Immobilienmarktbericht 2026 zeigt: Preise steigen – aber nicht überall gleichmäßig
Moritz PetersImmobilienmarktbericht 2026 zeigt: Preise steigen – aber nicht überall gleichmäßig
Gutachterausschuss für Grundstückswerte veröffentlicht Immobilienmarktbericht 2026 – gemischte Preisentwicklungen in der Region
Der Gutachterausschuss für Grundstückswerte hat seinen Immobilienmarktbericht 2026 vorgelegt, mit dem Ziel, die Transparenz im lokalen Immobiliensektor zu erhöhen. Die Studie zeigt uneinheitliche Trends: Während in einigen Gebieten die Preise stark gestiegen sind, blieben sie in anderen stabil oder unverändert.
Bei Wohnbauland verzeichneten Kempen, Viersen und Brüggen einen durchschnittlichen Preisanstieg von 5 Prozent. Besonders stark stieg der Wert im Kempener Stadtteil St. Hubert mit 10 Prozent. In Anrath und Neersen erhöhten sich die Preise um 10 Euro pro Quadratmeter.

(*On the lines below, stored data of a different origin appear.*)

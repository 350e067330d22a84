//! Error types surfaced by the client.
//!
//! Transport-level failures (connect, read, write, queue overflow) are
//! handled internally by reconnecting and never appear here; this module
//! covers the conditions the owner of a [`crate::Client`] must decide on.

use thiserror::Error;

use crate::config::ConfigError;

/// Errors returned by [`crate::Client::run`].
#[derive(Debug, Error)]
#[non_exhaustive]
pub enum ClientError {
    /// Hostname resolution produced zero candidate addresses.
    ///
    /// Unlike transient transport failures this does not trigger a
    /// retry; the owner decides whether to treat it as fatal.
    #[error("no addresses resolved for {host}:{port}")]
    Resolve {
        /// Hostname that failed to resolve.
        host: String,
        /// Port used for resolution.
        port: u16,
    },

    /// The reconnect ceiling was reached without a successful connect.
    #[error("giving up after {attempts} failed connection attempts")]
    RetriesExhausted {
        /// Number of consecutive failed attempts.
        attempts: u32,
        /// The error from the final attempt.
        #[source]
        last: std::io::Error,
    },

    /// Invalid settings.
    #[error(transparent)]
    Config(#[from] ConfigError),
}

Auch bei Ackerland gab es Bewegungen: Im westlichen Viersen lagen die Preise bei 9 Euro pro Quadratmeter. Die höchsten Werte für Ackerland wurden in den östlichen Gemeinden Kempens, Tönisvorsts und Willichs mit 10,50 Euro pro Quadratmeter ermittelt.
Die Preise für Gewerbegrundstücke blieben 2025 hingegen unchanged und entsprachen damit dem Niveau von 2024. Ebenso zeigten sich bei Wohnbaugrundstücken im Kreis Viersen kaum Veränderungen – hier blieben die Preise weitgehend auf Vorjahresniveau.
Um die Markttransparenz zu fördern, hat der Ausschuss 882 Bodenrichtwertzonen definiert. Der vollständige Bericht sowie die aktualisierten Grundstückswerte sind ab sofort kostenlos online unter www.boris.nrw.de abrufbar.
Der Bericht 2026 unterstreicht die unterschiedlichen Preisentwicklungen je nach Grundstücksart und Lage: Während Wohn- und Ackerland in bestimmten Gebieten teurer wurden, blieben Gewerbepreise und einige Wohnbaugrundstücke stabil. Die Daten stehen nun der Öffentlichkeit zur Verfügung, um Käufern, Verkäufern und Investoren fundierte Entscheidungen zu ermöglichen.